第3話 侵入者
ダンジョンの拡張は悪魔的なスピードで進んでいった。
デビルロードの管理下にあるインプの仕事ぶりは素晴らしいものだ。
俺はダンジョンが巨大化するに従い、この世界を滅亡させることの可能性を考えるようになった。それは、俺に濡れ衣を着せたあの神に対する復讐でもある。
そのためには、悪魔たちをもっと強化する必要がある。
虎視眈々と・・・この地下迷宮に悪魔だけの王国をつくる。
いつかここから這い出て、地上の人間たちを地獄に引きずり降ろしてやるために。
「ダンジョンマスター様。ダンジョンに侵入者が現れました」
デビルロードが魔眼で侵入者の存在を確認した。
「ダンジョンって、暗いしジメジメしてるわね」
「黙って進め、アルテミアの娘。ここまで来たらなんとしてもダンジョンコアを持ち帰るぞ。そうすれば王様からたっぷり褒美をもらえる」
二人の人間がダンジョンに侵入した。こちらから出向く前に人間の方からやって来るとはな。まあ大方予想通りだが。この巨大なダンジョンが発見されるのも時間の問題だった。
奴らはダンジョンコアを狙っているようだ。ダンジョンにダンジョンコアが必ず存在するのは周知の事実。
しかし、人間は悪魔ほど魔力の扱いには長けていない。コアを手に入れたところで持て余すだろう。人間がダンジョンコアを狙うのは何故だ?
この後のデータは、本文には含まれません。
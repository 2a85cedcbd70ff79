//! Transient traverse simulation for the rover.
//!
//! Provides:
//! - Variable-step BDF integrator with terminal events
//! - Rover longitudinal dynamics over a terrain spline
//! - Experiment and end-condition definitions
//! - Telemetry: trajectory, power and battery energy

pub mod dynamics;
pub mod error;
pub mod events;
pub mod experiment;
pub mod integrator;
pub mod model;
pub mod sim;
pub mod telemetry;

pub use dynamics::{RoverDynamics, rover_dynamics};
pub use error::{SimError, SimResult};
pub use events::{Direction, Event, EventHit};
pub use experiment::{EndConditions, Experiment};
pub use integrator::{Bdf, Solution, SolverOptions, StepStats, Termination};
pub use model::OdeSystem;
pub use sim::{simulate_rover, simulate_rover_with};
pub use telemetry::Telemetry;
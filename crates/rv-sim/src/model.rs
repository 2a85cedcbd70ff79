//! OdeSystem trait for first-order systems integrated by [`crate::Bdf`].

use crate::error::SimResult;
use nalgebra::DVector;

/// First-order system `y' = f(t, y)` of fixed dimension.
///
/// `rhs` takes `&self`: the implicit corrector evaluates it from inside
/// non-mutable closures, so implementations must not rely on caching.
pub trait OdeSystem {
    /// Length of the state vector.
    fn dimension(&self) -> usize;

    /// State derivative at `(t, y)`.
    fn rhs(&self, t: f64, y: &DVector<f64>) -> SimResult<DVector<f64>>;
}
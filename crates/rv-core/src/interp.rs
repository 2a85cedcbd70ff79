//! Cubic spline interpolation over tabulated samples.
//!
//! The spline is stored as knot values plus second derivatives. Boundary
//! conditions:
//!
//! - n >= 4: not-a-knot (third derivative continuous at the second and
//!   second-to-last knots)
//! - n == 3: the single parabola through the samples
//! - n == 2: the straight line through the samples
//!
//! Outside the sample range the first/last polynomial piece is extended.
//! Nothing is clamped: callers see whatever the end pieces produce.

use crate::error::{RvError, RvResult};

#[derive(Clone, Debug, PartialEq)]
pub struct CubicSpline {
    x: Vec<f64>,
    y: Vec<f64>,
    /// Second derivative at each knot.
    m: Vec<f64>,
}

impl CubicSpline {
    /// Fit a spline through `(x[i], y[i])`.
    ///
    /// # Errors
    /// Fails when lengths differ, fewer than two samples are given, a
    /// sample is non-finite or `x` is not strictly increasing.
    pub fn new(x: &[f64], y: &[f64]) -> RvResult<Self> {
        if x.len() != y.len() {
            return Err(RvError::LengthMismatch {
                what: "spline samples",
                left: x.len(),
                right: y.len(),
            });
        }
        if x.len() < 2 {
            return Err(RvError::InvalidArg {
                what: "spline needs at least two samples",
            });
        }
        for (&xi, &yi) in x.iter().zip(y) {
            crate::ensure_finite(xi, "spline abscissa")?;
            crate::ensure_finite(yi, "spline ordinate")?;
        }
        if x.windows(2).any(|w| w[1] <= w[0]) {
            return Err(RvError::InvalidArg {
                what: "spline abscissae must be strictly increasing",
            });
        }

        let m = second_derivatives(x, y)?;
        Ok(Self {
            x: x.to_vec(),
            y: y.to_vec(),
            m,
        })
    }

    /// Sample abscissae.
    pub fn knots(&self) -> &[f64] {
        &self.x
    }

    /// Sample ordinates.
    pub fn values(&self) -> &[f64] {
        &self.y
    }

    /// Range covered by the samples.
    pub fn domain(&self) -> (f64, f64) {
        (self.x[0], self.x[self.x.len() - 1])
    }

    /// Evaluate the spline at `xq` (extrapolating outside the domain).
    pub fn eval(&self, xq: f64) -> f64 {
        let k = self.segment(xq);
        let (x0, x1) = (self.x[k], self.x[k + 1]);
        let (y0, y1) = (self.y[k], self.y[k + 1]);
        let (m0, m1) = (self.m[k], self.m[k + 1]);
        let h = x1 - x0;
        let a = x1 - xq;
        let b = xq - x0;

        m0 * a.powi(3) / (6.0 * h)
            + m1 * b.powi(3) / (6.0 * h)
            + (y0 / h - m0 * h / 6.0) * a
            + (y1 / h - m1 * h / 6.0) * b
    }

    /// Evaluate at every point of `xs`.
    pub fn eval_many(&self, xs: &[f64]) -> Vec<f64> {
        xs.iter().map(|&xq| self.eval(xq)).collect()
    }

    /// Evaluate on `num_points` evenly spaced abscissae across the sample
    /// range. Returns `(x, y)`.
    pub fn sample(&self, num_points: usize) -> (Vec<f64>, Vec<f64>) {
        let (lo, hi) = self.domain();
        let xs = crate::linspace(lo, hi, num_points);
        let ys = self.eval_many(&xs);
        (xs, ys)
    }

    fn segment(&self, xq: f64) -> usize {
        let last = self.x.len() - 2;
        self.x
            .partition_point(|&xi| xi <= xq)
            .saturating_sub(1)
            .min(last)
    }
}

fn second_derivatives(x: &[f64], y: &[f64]) -> RvResult<Vec<f64>> {
    let n = x.len();
    if n == 2 {
        return Ok(vec![0.0; 2]);
    }

    let h: Vec<f64> = x.windows(2).map(|w| w[1] - w[0]).collect();
    let rhs: Vec<f64> = (1..n - 1)
        .map(|i| 6.0 * ((y[i + 1] - y[i]) / h[i] - (y[i] - y[i - 1]) / h[i - 1]))
        .collect();

    if n == 3 {
        // Constant curvature: one parabola.
        let m = rhs[0] / (3.0 * (h[0] + h[1]));
        return Ok(vec![m; 3]);
    }

    // Interior unknowns m[1..n-1]; the not-a-knot rows are folded into the
    // first and last interior equations, leaving a tridiagonal system.
    let k = n - 2;
    let mut sub = vec![0.0; k];
    let mut diag = vec![0.0; k];
    let mut sup = vec![0.0; k];
    for j in 0..k {
        let i = j + 1;
        sub[j] = h[i - 1];
        diag[j] = 2.0 * (h[i - 1] + h[i]);
        sup[j] = h[i];
    }

    let (h0, h1) = (h[0], h[1]);
    diag[0] = (h0 + h1) * (h0 + 2.0 * h1) / h1;
    sup[0] = (h1 - h0) * (h1 + h0) / h1;

    let (p, q) = (h[n - 3], h[n - 2]);
    sub[k - 1] = (p - q) * (p + q) / p;
    diag[k - 1] = (p + q) * (2.0 * p + q) / p;

    let inner = solve_tridiagonal(&sub, &diag, &sup, &rhs)?;

    let mut m = Vec::with_capacity(n);
    m.push(((h0 + h1) * inner[0] - h0 * inner[1]) / h1);
    m.extend_from_slice(&inner);
    m.push(((p + q) * inner[k - 1] - q * inner[k - 2]) / p);
    Ok(m)
}

/// Thomas algorithm. `sub[0]` and `sup[last]` are ignored.
fn solve_tridiagonal(sub: &[f64], diag: &[f64], sup: &[f64], rhs: &[f64]) -> RvResult<Vec<f64>> {
    let n = diag.len();
    let mut c = vec![0.0; n];
    let mut d = vec![0.0; n];

    let mut pivot = diag[0];
    for i in 0..n {
        if i > 0 {
            pivot = diag[i] - sub[i] * c[i - 1];
        }
        if pivot == 0.0 || !pivot.is_finite() {
            return Err(RvError::Invariant {
                what: "spline system is singular",
            });
        }
        c[i] = sup[i] / pivot;
        d[i] = if i == 0 {
            rhs[0] / pivot
        } else {
            (rhs[i] - sub[i] * d[i - 1]) / pivot
        };
    }

    for i in (0..n - 1).rev() {
        d[i] -= c[i] * d[i + 1];
    }
    Ok(d)
}

#[cfg(test)]
mod tests {
    use super::*;
    use crate::{Tolerances, nearly_equal};

    fn tol() -> Tolerances {
        Tolerances {
            abs: 1e-9,
            rel: 1e-9,
        }
    }

    #[test]
    fn passes_through_samples() {
        let x = [0.0, 100.0, 200.0, 300.0, 400.0, 500.0];
        let y = [11.509, 2.032, 7.182, 2.478, 5.511, 10.981];
        let s = CubicSpline::new(&x, &y).unwrap();
        for (&xi, &yi) in x.iter().zip(&y) {
            assert!(nearly_equal(s.eval(xi), yi, tol()));
        }
    }

    #[test]
    fn reproduces_cubic_exactly() {
        // not-a-knot reproduces any cubic, including outside the domain
        let f = |t: f64| 0.5 * t.powi(3) - 2.0 * t * t + t - 3.0;
        let x = [-1.0, 0.0, 0.5, 2.0, 3.0];
        let y: Vec<f64> = x.iter().map(|&t| f(t)).collect();
        let s = CubicSpline::new(&x, &y).unwrap();
        for q in [-2.0, -0.3, 1.1, 2.7, 4.5] {
            assert!(nearly_equal(s.eval(q), f(q), tol()), "q={q}");
        }
    }

    #[test]
    fn long_table_solves_in_one_pass() {
        let x: Vec<f64> = (0..20_000).map(|i| i as f64 * 0.5 + (i % 7) as f64 * 0.01).collect();
        let y: Vec<f64> = x.iter().map(|t| (t * 0.01).sin() * 10.0).collect();
        let s = CubicSpline::new(&x, &y).unwrap();
        for i in (0..x.len()).step_by(997) {
            assert!(nearly_equal(s.eval(x[i]), y[i], tol()), "i={i}");
        }
        let mid = 0.5 * (x[5000] + x[5001]);
        assert!((s.eval(mid) - (mid * 0.01).sin() * 10.0).abs() < 1e-6);
    }

    #[test]
    fn four_points_reproduce_cubic() {
        let f = |t: f64| t.powi(3) - t;
        let x = [0.0, 0.3, 1.7, 2.0];
        let y: Vec<f64> = x.iter().map(|&t| f(t)).collect();
        let s = CubicSpline::new(&x, &y).unwrap();
        for q in [-0.5, 0.1, 1.0, 2.5] {
            assert!(nearly_equal(s.eval(q), f(q), tol()), "q={q}");
        }
    }

    #[test]
    fn three_points_give_parabola() {
        let x = [0.0, 1.0, 3.0];
        let y = [1.0, 2.0, 10.0];
        let s = CubicSpline::new(&x, &y).unwrap();
        // y = x^2 + 1
        assert!(nearly_equal(s.eval(2.0), 5.0, tol()));
        assert!(nearly_equal(s.eval(-1.0), 2.0, tol()));
    }

    #[test]
    fn two_points_give_line() {
        let s = CubicSpline::new(&[0.0, 2.0], &[1.0, 5.0]).unwrap();
        assert!(nearly_equal(s.eval(1.0), 3.0, tol()));
        assert!(nearly_equal(s.eval(3.0), 7.0, tol()));
    }

    #[test]
    fn extrapolation_is_not_clamped() {
        let x = [0.0, 1.0, 2.0, 3.0];
        let y = [0.0, 1.0, 2.0, 3.0];
        let s = CubicSpline::new(&x, &y).unwrap();
        assert!(nearly_equal(s.eval(10.0), 10.0, tol()));
        assert!(nearly_equal(s.eval(-4.0), -4.0, tol()));
    }

    #[test]
    fn rejects_bad_samples() {
        assert!(matches!(
            CubicSpline::new(&[0.0, 1.0], &[0.0]),
            Err(RvError::LengthMismatch { .. })
        ));
        assert!(CubicSpline::new(&[0.0], &[0.0]).is_err());
        assert!(CubicSpline::new(&[0.0, 0.0, 1.0], &[0.0, 1.0, 2.0]).is_err());
        assert!(CubicSpline::new(&[0.0, 1.0], &[f64::NAN, 1.0]).is_err());
    }

    #[test]
    fn sample_covers_domain() {
        let s = CubicSpline::new(&[0.0, 10.0, 20.0, 40.0], &[0.0, 0.55, 0.75, 0.71]).unwrap();
        let (xs, ys) = s.sample(5);
        assert_eq!(xs, vec![0.0, 10.0, 20.0, 30.0, 40.0]);
        assert!(nearly_equal(ys[1], 0.55, tol()));
        assert_eq!(s.domain(), (0.0, 40.0));
    }

    mod proptests {
        use super::*;
        use proptest::prelude::*;

        proptest! {
            #[test]
            fn reproduces_any_cubic(
                c in proptest::array::uniform4(-5.0f64..5.0),
                steps in proptest::collection::vec(0.1f64..2.0, 3..40),
            ) {
                let f = |t: f64| ((c[3] * t + c[2]) * t + c[1]) * t + c[0];
                let mut x = vec![0.0];
                for dx in &steps {
                    x.push(x[x.len() - 1] + dx);
                }
                let y: Vec<f64> = x.iter().map(|&t| f(t)).collect();
                let s = CubicSpline::new(&x, &y).unwrap();
                let (lo, hi) = s.domain();
                for q in crate::linspace(lo, hi, 17) {
                    let tol = Tolerances { abs: 1e-6, rel: 1e-8 };
                    prop_assert!(nearly_equal(s.eval(q), f(q), tol), "q={q}");
                }
            }
        }
    }
}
「まあいい、どのみち渡すつもりなどない。かかれインプたち!」
「ギピー!」
「ぎぴぴ・・・(・・! あの男、悪魔と同じニオイがするぞ?)」
「お出ましかインプどもめ。おい、アルテミアの娘!出番だぞ」
「それやめてくれる? "ブレイズ"って名前があるんだから」
ブレイズという人間の女は、炎魔法を唱えてインプたちを消し炭にした。
「インプでは歯が立たないか・・・」
ブレイズという女は、人間の中ではかなり高い魔力を持っているようだ。
俺の魔力量は、この女とは比べ物にならない巨大なものだが、ダンジョンマスターの魔力はダンジョンを作る為にしか使えない。正確には、全く使えないこともないが、消費しすぎるとダンジョンが決壊する恐れがある。そんな危険は冒したくない。
俺は黙って見ているしかない。
「私が行きましょう」
「あ、ああ・・・。では頼んだ、デビルロード」
迷宮の奥から現れたデビルロードを見て、男の方の人間がブレイズに注意を促した。
「・・・! 気をつけろ。人間の姿をしているが、やつも悪魔だ。今度はインプたちのようにはいかないぞ・・・」
「わかってる」
「愚かな人間よ。ダンジョンマスター様の魔力が宿った神聖なる迷宮に足を踏み入れたな」
デビルロードはダンジョンマスターと同じ人間に対する憎しみの感情を持ち、そのため、彼らを蔑むような口調でそう言った。
「どこが神聖なのよ。暗いし、ジメジメしてるし、陰気くさい空気しか感じられないけど」
「貴様には理解できまい」
ブレイズは魔法で攻撃するが、彼女の発した炎はデビルロードの魔眼の力により、煙となって消え失せた。
「うそでしょ・・・あの眼が・・・。く、くそっ!」
彼女は、魔眼の悪魔に本気の魔力で対抗することを決心した。魔力を限界まで振り絞り、ダンジョンの一区画に巨大な炎の竜を召喚する。
「・・・」
「ギュピー!(火事だぁー!)」
しかし、デビルロードの冷たく光る灰色の魔眼を見た竜は、一瞬で負けを悟り、自分で自分の首を絞めつけて自害した。
「まさか・・・」
余力のなくなったブレイズと、傍らで見ていた、ただの付き添いに過ぎない男の冒険者は、インプの軍勢にリンチにされる。